Task item: The required lines are those that contain "into"; pull them out of the data and copy them.

(Recorded data)

//! Serial single-writer transaction manager (spec.md §5).
//!
//! ## Commit sequence
//!
//! ```text
//! 1. begin_write_transaction() — fails with a conflict error if a
//!    write transaction is already active (at most one at a time).
//! 2. Caller registers every DiskArray/Lists it touches via
//!    WriteTransaction::register, which opens that structure's shadow
//!    header.
//! 3. Caller performs its updates (DiskArray::update/push_back,
//!    LocalUpdateStore::stage_*, ListsUpdateIterator::commit_all).
//! 4. WriteTransaction::commit():
//!    a. stage_for_commit() on every registered participant — moves
//!       page overlays into shared buffer-pool frames.
//!    b. Wal::commit(txn_id) — the durability point. Snapshots every
//!       dirty page's final content into the WAL and fsyncs per the
//!       configured DurabilityMode.
//!    c. Waits for every read-only transaction that was already active
//!       when commit began to finish, so they keep observing
//!       pre-commit state for their whole lifetime (spec.md §5).
//!    d. WalReplayer::replay(Checkpoint) — flushes the now-durable
//!       dirty frames and clears the WAL.
//!    e. checkpoint_in_memory_if_necessary() on every participant —
//!       publishes the new committed header.
//! ```
//!
//! If step (b) fails, the transaction rolls back: `Wal::rollback()`
//! discards the pending dirty-page set and every participant's
//! `rollback_in_memory_if_necessary()` restores its pre-transaction
//! header. Steps (a)-(b) never partially apply to disk — nothing is
//! written to the WAL file until (b) runs, and (a) only touches
//! in-memory frames.
//!
//! Read-only transactions never take the write lock; they simply read
//! through `TxnView::ReadOnly`, which always resolves against whatever
//! `committed` header each structure currently holds. Waiting out
//! pre-commit readers in step (c) is this crate's way of keeping that
//! simple read path honest about "see old state until they finish" —
//! see `DESIGN.md`.

use std::sync::atomic::{AtomicBool, AtomicU64, Ordering};
use std::sync::Arc;

use dashmap::DashSet;
use parking_lot::{Condvar, Mutex};
use tracing::{debug, warn};

use vertexdb_core::ids::TransactionId;
use vertexdb_core::{Error, Result};
use vertexdb_durability::{max_committed_transaction_id, DurabilityMode, ReplayMode, ReplayTarget, Wal, WalReplayer};
use vertexdb_storage::BufferManager;

use crate::transaction::{ReadOnlyTransaction, WriteTransaction};

/// Coordinates the single write lock, the WAL, and checkpoint replay.
///
/// `T` is the [`ReplayTarget`] that resolves a `StorageStructureId` to
/// its open file — supplied by whatever owns the catalog (out of
/// scope here; see `vertexdb_durability::ReplayTarget`'s doc).
pub struct TransactionManager<T: ReplayTarget + Send + Sync> {
    next_txn_id: AtomicU64,
    write_active: AtomicBool,
    active_read_only: DashSet<TransactionId>,
    read_only_drained: Condvar,
    read_only_drained_lock: Mutex<()>,
    wal: Arc<Wal>,
    buffer_manager: Arc<BufferManager>,
    target: T,
}

impl<T: ReplayTarget + Send + Sync> TransactionManager<T> {
    /// Opens (or recovers) the transaction manager backing `wal_path`.
    ///
    /// If the WAL already holds committed records from a crashed
    /// process, they are replayed in [`ReplayMode::Recovery`] before
    /// the manager becomes usable, and `next_txn_id` is seeded past
    /// the highest transaction id found, so a freshly started write
    /// transaction can never reuse an id already durable in the
    /// recovered WAL.
    pub fn open(
        wal_path: impl AsRef<std::path::Path>,
        buffer_manager: Arc<BufferManager>,
        durability_mode: DurabilityMode,
        target: T,
    ) -> Result<Self> {
        let wal = Wal::open(wal_path, Arc::clone(&buffer_manager), durability_mode)?;
        let max_recovered = if !wal.read_all()?.is_empty() {
            let max_recovered = max_committed_transaction_id(&wal)?;
            let replayer = WalReplayer::new(&wal, Arc::clone(&buffer_manager), &target);
            let stats = replayer.replay(ReplayMode::Recovery)?;
            debug!(
                page_records = stats.page_records_applied,
                commits = stats.commits_applied,
                discarded = stats.records_discarded_uncommitted,
                "replayed WAL on open"
            );
            max_recovered
        } else {
            None
        };
        let next_txn_id = max_recovered.map(|id| id.0 + 1).unwrap_or(1);
        Ok(TransactionManager {
            next_txn_id: AtomicU64::new(next_txn_id),
            write_active: AtomicBool::new(false),
            active_read_only: DashSet::new(),
            read_only_drained: Condvar::new(),
            read_only_drained_lock: Mutex::new(()),
            wal,
            buffer_manager,
            target,
        })
    }

    fn allocate_txn_id(&self) -> TransactionId {
        TransactionId(self.next_txn_id.fetch_add(1, Ordering::AcqRel))
    }

    /// Begins a read-only transaction. Always succeeds — any number of
    /// read-only transactions may run concurrently, each seeing the
    /// committed state current when its reads happen (and, across a
    /// concurrent commit, never later than the commit that started
    /// before it per the wait in [`TransactionManager::commit`]).
    pub fn begin_read_only_transaction(self: &Arc<Self>) -> ReadOnlyTransaction<T> {
        let id = self.allocate_txn_id();
        self.active_read_only.insert(id);
        ReadOnlyTransaction::new(Arc::clone(self), id)
    }

    /// Begins a write transaction, or fails with a
    /// [`Error::TransactionManager`] conflict if one is already active.
    pub fn begin_write_transaction(self: &Arc<Self>) -> Result<WriteTransaction<T>> {
        if self
            .write_active
            .compare_exchange(false, true, Ordering::AcqRel, Ordering::Acquire)
            .is_err()
        {
            return Err(Error::txn("a write transaction is already active"));
        }
        let id = self.allocate_txn_id();
        Ok(WriteTransaction::new(Arc::clone(self), id))
    }

    pub(crate) fn end_read_only(&self, id: TransactionId) {
        self.active_read_only.remove(&id);
        let _guard = self.read_only_drained_lock.lock();
        self.read_only_drained.notify_all();
    }

    /// Waits until every id in `pre_commit_readers` has finished.
    fn drain_pre_commit_readers(&self, pre_commit_readers: &[TransactionId]) {
        let mut guard = self.read_only_drained_lock.lock();
        while pre_commit_readers.iter().any(|id| self.active_read_only.contains(id)) {
            self.read_only_drained.wait(&mut guard);
        }
    }

    pub(crate) fn commit(&self, txn: &WriteTransaction<T>) -> Result<()> {
        let pre_commit_readers: Vec<TransactionId> = self.active_read_only.iter().map(|id| *id).collect();

        for participant in txn.participants() {
            participant.stage_for_commit()?;
        }

        if let Err(err) = self.wal.commit(txn.id()) {
            warn!(txn = %txn.id(), error = %err, "WAL commit failed, rolling back");
            self.wal.rollback();
            for participant in txn.participants() {
                participant.rollback_in_memory_if_necessary();
            }
            self.write_active.store(false, Ordering::Release);
            return Err(err);
        }

        self.drain_pre_commit_readers(&pre_commit_readers);

        let replayer = WalReplayer::new(&self.wal, Arc::clone(&self.buffer_manager), &self.target);
        let replay_result = replayer.replay(ReplayMode::Checkpoint);
        for participant in txn.participants() {
            participant.checkpoint_in_memory_if_necessary();
        }
        self.write_active.store(false, Ordering::Release);
        replay_result.map(|_| ())
    }

    pub(crate) fn rollback(&self, txn: &WriteTransaction<T>) {
        self.wal.rollback();
        for participant in txn.participants() {
            participant.rollback_in_memory_if_necessary();
        }
        self.write_active.store(false, Ordering::Release);
    }

    /// Number of read-only transactions currently open. Exposed for
    /// tests and diagnostics.
    pub fn active_read_only_count(&self) -> usize {
        self.active_read_only.len()
    }

    /// Whether a write transaction currently holds the write lock.
    pub fn write_transaction_active(&self) -> bool {
        self.write_active.load(Ordering::Acquire)
    }

    /// The WAL this manager commits through, as the [`vertexdb_storage::PageSink`]
    /// that storage structures (`DiskArray`, `Lists`) register their dirty
    /// pages with. Callers opening a structure against this manager's
    /// database pass this as its `sink`.
    pub fn page_sink(&self) -> Arc<dyn vertexdb_storage::PageSink> {
        Arc::clone(&self.wal) as Arc<dyn vertexdb_storage::PageSink>
    }
}

#[cfg(test)]
mod tests {
    use super::*;
    use std::sync::Arc as StdArc;
    use std::thread;
    use std::time::Duration;
    use vertexdb_core::ids::TableId;
    use vertexdb_core::structure_id::StorageStructureId;
    use vertexdb_storage::disk_array::DiskArrayHeader;
    use vertexdb_storage::{DiskArray, FileHandle};

    struct SingleFileTarget {
        structure: StorageStructureId,
        file: StdArc<FileHandle>,
    }

    impl ReplayTarget for SingleFileTarget {
        fn file_for(&self, structure: StorageStructureId) -> Result<StdArc<FileHandle>> {
            assert_eq!(structure, self.structure);
            Ok(StdArc::clone(&self.file))
        }
    }

    fn structure() -> StorageStructureId {
        StorageStructureId::NodeIndex {
            table_id: TableId(7),
            is_overflow: false,
        }
    }

    fn make_manager() -> (tempfile::TempDir, StdArc<TransactionManager<SingleFileTarget>>, StdArc<DiskArray<u64>>) {
        let dir = tempfile::tempdir().unwrap();
        let bm = StdArc::new(BufferManager::new(256, 64));
        let file = StdArc::new(FileHandle::open(dir.path().join("data"), 256).unwrap());
        let manager = StdArc::new(
            TransactionManager::open(
                dir.path().join("wal.log"),
                StdArc::clone(&bm),
                DurabilityMode::Strict,
                SingleFileTarget {
                    structure: structure(),
                    file: StdArc::clone(&file),
                },
            )
            .unwrap(),
        );
        let da = StdArc::new(DiskArray::<u64>::new(
            structure(),
            StdArc::clone(&file),
            StdArc::clone(&bm),
            Some(manager.wal_for_test()),
            DiskArrayHeader::default(),
        ));
        (dir, manager, da)
    }

    impl<T: ReplayTarget + Send + Sync> TransactionManager<T> {
        fn wal_for_test(&self) -> StdArc<dyn vertexdb_storage::PageSink> {
            StdArc::clone(&self.wal) as StdArc<dyn vertexdb_storage::PageSink>
        }
    }

    #[test]
    fn second_write_transaction_conflicts() {
        let (_dir, manager, _da) = make_manager();
        let _first = manager.begin_write_transaction().unwrap();
        let second = manager.begin_write_transaction();
        assert!(second.is_err());
    }

    #[test]
    fn commit_publishes_new_state_and_releases_write_lock() {
        let (_dir, manager, da) = make_manager();
        let txn = manager.begin_write_transaction().unwrap();
        txn.register(StdArc::clone(&da) as StdArc<dyn crate::Participant>);
        da.push_back(42).unwrap();
        txn.commit().unwrap();

        assert!(!manager.write_transaction_active());
        assert_eq!(
            da.get(0, vertexdb_storage::disk_array::TxnView::ReadOnly).unwrap(),
            42
        );

        let again = manager.begin_write_transaction();
        assert!(again.is_ok());
    }

    #[test]
    fn rollback_restores_committed_header_and_releases_write_lock() {
        let (_dir, manager, da) = make_manager();
        let txn = manager.begin_write_transaction().unwrap();
        txn.register(StdArc::clone(&da) as StdArc<dyn crate::Participant>);
        da.push_back(1).unwrap();
        txn.rollback();

        assert!(!manager.write_transaction_active());
        assert_eq!(da.len(vertexdb_storage::disk_array::TxnView::ReadOnly), 0);
    }

    #[test]
    fn commit_waits_for_pre_commit_readers_before_checkpointing() {
        let (_dir, manager, da) = make_manager();
        let reader = manager.begin_read_only_transaction();
        assert_eq!(manager.active_read_only_count(), 1);

        let writer_manager = StdArc::clone(&manager);
        let writer_da = StdArc::clone(&da);
        let handle = thread::spawn(move || {
            let txn = writer_manager.begin_write_transaction().unwrap();
            txn.register(StdArc::clone(&writer_da) as StdArc<dyn crate::Participant>);
            writer_da.push_back(5).unwrap();
            txn.commit().unwrap();
        });

        // Give the writer a moment to reach the drain point.
        thread::sleep(Duration::from_millis(50));
        assert!(!handle.is_finished());

        reader.finish();
        handle.join().unwrap();
        assert_eq!(manager.active_read_only_count(), 0);
    }
}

(End Recorded data)

Response:
//!       page overlays into shared buffer-pool frames.
//!       dirty page's final content into the WAL and fsyncs per the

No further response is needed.